Researches above have focused on the efforts of entrepreneurs that affect the value of businesses, but most are done in the static dimension. Only a limited number of scholars have focused on the dynamic efforts: Jin et al. [11] have researched VC’s two-staged finance issue by supposing that each stage’s production function is the function of effort in the according stage. Elitzur and Gavious have researched on the relationship between the venture investors and EN with a multistaged gaming model based on moral hazard. Based on the EN’s efforts, they designed a multistaged incentive contract that prevents moral hazard [17]. Their results have showed that VC should delay the incentive to EN as late as possible, and debt contract is the optimal. Because Elitzur and Gavious have only considered the EN’s moral hazards, thus the moral hazards from the VC are ignored. By taking the bilateral moral hazard and different effort the EN and VC into consideration, Zhang and Wei have improved the model of Elitzur and Gavious. They thus deduced the optimal incentive compensation model between VC and EN and analyzed certain factors affecting the contract’s design and came up with the VC’s best quitting point [18]. Arcot develops multistage model and shows that the participation and convertibility features of PCP stock can be used to reduce information asymmetry between the venture and potential investors at the time of exit. Further, the convertibility feature of PCP helps in alleviating the problem of insufficient entrepreneurial effort [19]. For other related studies, see [20].

However, these multistage venture capital researches are all based on a fundamental assumption: VC and EN are completely rational. Recent studies have doubted this hypothesis, believing that not all individual behaviors can be explained by the new classical economics’ utility maximization and that sometimes these explanations are different from the “real world.” Kahneman et al. have also believed that businesses also care about fairness, for it is crucial role in establishing and maintaining relationships [21]. This, in fact, is the fairness preference issue in behavioral finance, and the ultimatum game, dictator game, gift-exchanging game, and trust game have funded the output of nonutility maximizing. To theorize this result, many researchers have designed some fair preference model. These models can be separated into two categories. One category believes that people care about whether the final result of distribution is fair. Participants care about both the material interest they have and the material interest others have. The character of this model is the supposition that the related bodies face a trade-off between their own interest and others’ interest. That is to say an individual must weigh his own material interest and the fairness of distribution result.

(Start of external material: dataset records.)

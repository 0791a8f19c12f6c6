//! # Incentives
//!
//! Lookup of the current incentive level for a booking.
//!
//! This crate contains:
//! - The incentive level wire model ([`IncentiveLevel`])
//! - A three-way lookup result ([`LookupOutcome`]) that keeps "no incentive recorded"
//!   apart from "the service could not be asked"
//! - An HTTP client bounded by a configurable timeout ([`IncentivesClient`])
//!
//! **No retry policy**: a failed lookup is reported once; deciding whether to try again
//! belongs to whatever schedules translations.

pub mod client;
pub mod level;
pub mod outcome;

pub use client::{IncentivesClient, IncentivesConfig, DEFAULT_TIMEOUT};
pub use level::IncentiveLevel;
pub use outcome::LookupOutcome;

use std::time::Duration;

/// Errors raised while configuring or calling the incentive service.
///
/// Lookup failures are carried inside [`LookupOutcome::Failed`], so this type is `Clone`
/// and holds rendered messages rather than the underlying transport errors.
#[derive(Clone, Debug, PartialEq, Eq, thiserror::Error)]
pub enum IncentivesError {
    #[error("invalid incentives configuration: {0}")]
    InvalidConfig(String),

    #[error("incentive lookup timed out after {0:?}")]
    Timeout(Duration),

    #[error("incentive lookup transport error: {0}")]
    Transport(String),

    #[error("incentive service returned unexpected status {status}: {body}")]
    UnexpectedStatus { status: u16, body: String },

    #[error("invalid incentive response: {0}")]
    InvalidResponse(String),
}

pub type IncentivesResult<T> = std::result::Result<T, IncentivesError>;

To show both individual interest and others’ interests, Fehr and Schmidt have put out a simple linear utility function model [20]. Another category thinks that if one side believes that the other side is well-meant, then he will repay; otherwise if he believes that the other side is malicious, he will revenge [22]. This result provides powerful explanation to altruistic behaviors and collaboration.

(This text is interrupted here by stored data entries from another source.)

//! Core runtime configuration.
//!
//! Configuration is resolved once at process startup and passed into services. The parsing
//! helpers take the raw environment values as `Option<String>` so that request handling
//! and tests never read process-wide environment variables.

use crate::{IndexerError, IndexerResult};
use incentives::{IncentivesConfig, DEFAULT_TIMEOUT};
use std::time::Duration;

/// Indexer configuration resolved at startup.
#[derive(Clone, Debug)]
pub struct IndexerConfig {
    incentives: IncentivesConfig,
}

impl IndexerConfig {
    pub fn new(incentives: IncentivesConfig) -> Self {
        Self { incentives }
    }

    /// Build configuration from raw environment values.
    ///
    /// # Arguments
    ///
    /// * `incentives_url` - Base URL of the incentive service (required).
    /// * `incentives_timeout` - Lookup timeout such as `20s` or `1500ms`; defaults to 20s.
    /// * `incentives_token` - Optional bearer token for the incentive service.
    ///
    /// # Errors
    ///
    /// Returns [`IndexerError::InvalidConfig`] if the URL is missing or the timeout cannot be
    /// parsed, and [`IndexerError::Incentives`] if the incentive settings are rejected.
    pub fn from_env_values(
        incentives_url: Option<String>,
        incentives_timeout: Option<String>,
        incentives_token: Option<String>,
    ) -> IndexerResult<Self> {
        let url = incentives_url
            .map(|v| v.trim().to_string())
            .filter(|v| !v.is_empty())
            .ok_or_else(|| IndexerError::InvalidConfig("incentive service URL is not set".into()))?;
        let timeout = incentives_timeout_from_env_value(incentives_timeout)?;

        Ok(Self::new(IncentivesConfig::new(url, timeout, incentives_token)?))
    }

    pub fn incentives(&self) -> &IncentivesConfig {
        &self.incentives
    }
}

/// Parse the incentive lookup timeout from an optional string value.
///
/// Accepts `<n>ms`, `<n>s`, `<n>m` or a bare number of seconds. `None` or a blank value
/// gives [`DEFAULT_TIMEOUT`].
pub fn incentives_timeout_from_env_value(value: Option<String>) -> IndexerResult<Duration> {
    let Some(value) = value
        .map(|v| v.trim().to_ascii_lowercase())
        .filter(|v| !v.is_empty())
    else {
        return Ok(DEFAULT_TIMEOUT);
    };

    let invalid = || IndexerError::InvalidConfig(format!("invalid incentive timeout '{value}'"));

    let (digits, millis_per_unit) = if let Some(digits) = value.strip_suffix("ms") {
        (digits, 1)
    } else if let Some(digits) = value.strip_suffix('s') {
        (digits, 1_000)
    } else if let Some(digits) = value.strip_suffix('m') {
        (digits, 60_000)
    } else {
        (value.as_str(), 1_000)
    };

    let amount: u64 = digits.trim().parse().map_err(|_| invalid())?;
    if amount == 0 {
        return Err(invalid());
    }
    let millis = amount.checked_mul(millis_per_unit).ok_or_else(invalid)?;
    Ok(Duration::from_millis(millis))
}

This paper innovates in the application of the theory above to the investment relationship between VC and EN. Currently, few Chinese papers apply fairness preference theories to investment researches. Feng et al. believe that, in venture investment market, VC and EN, especially VC, often show bounded rationality. Apart from profit, VC may have taken individual entertainment demand and personal fairness preference into account. They are looking for a satisfied solution, rather than the ultimate solution [23]. Aimed at VC and investors who obtain fair psychological preference, Li and Zhou have built a new paying model. By designing an effective incentive mechanism, they provide accordance to establishing a feasible paying contract [24]. But their research did not consider multistages. In reality we find a phenomenon: a decision-maker will be affected by previous profit when making different efforts. If higher previous (the stage) profit is obtained, then in later stage (the stage) the decision-maker will put out more efforts; if lower previous (the stage) profit is obtained, then in later stage (the stage) he will lack the initiative to work hard, which means that the decision-maker will make less efforts. To conclude, this means that VC will compare the profit in the stage with the profit in the () stage. This, in fact, is another statement of fairness preference theory. In relation to the contents above, this paper adopted a different fairness preference theory from the ones of Fehr and Schmidt (the fair preference theory of Fehr and Schmidt believes that, as the effect of fair psychology, when people compare their own material interest with that of others, a side psychological effect will be created: jealousy will lead to negative utility when people’s own material interest is lowered compared to that of others, and pride will lead to positive utility when people’s own material interest is higher than that of others) and built a multistaged principal-agent model based on adapted fairness preference. The results show that if EN have fairness preference, the incentive degree to them from VC will increase. Thus the VC will higher the aggregation of previous efforts and current effort (which is uncertain), the risk cost is increased, and the incentive and total agent cost will be lowered.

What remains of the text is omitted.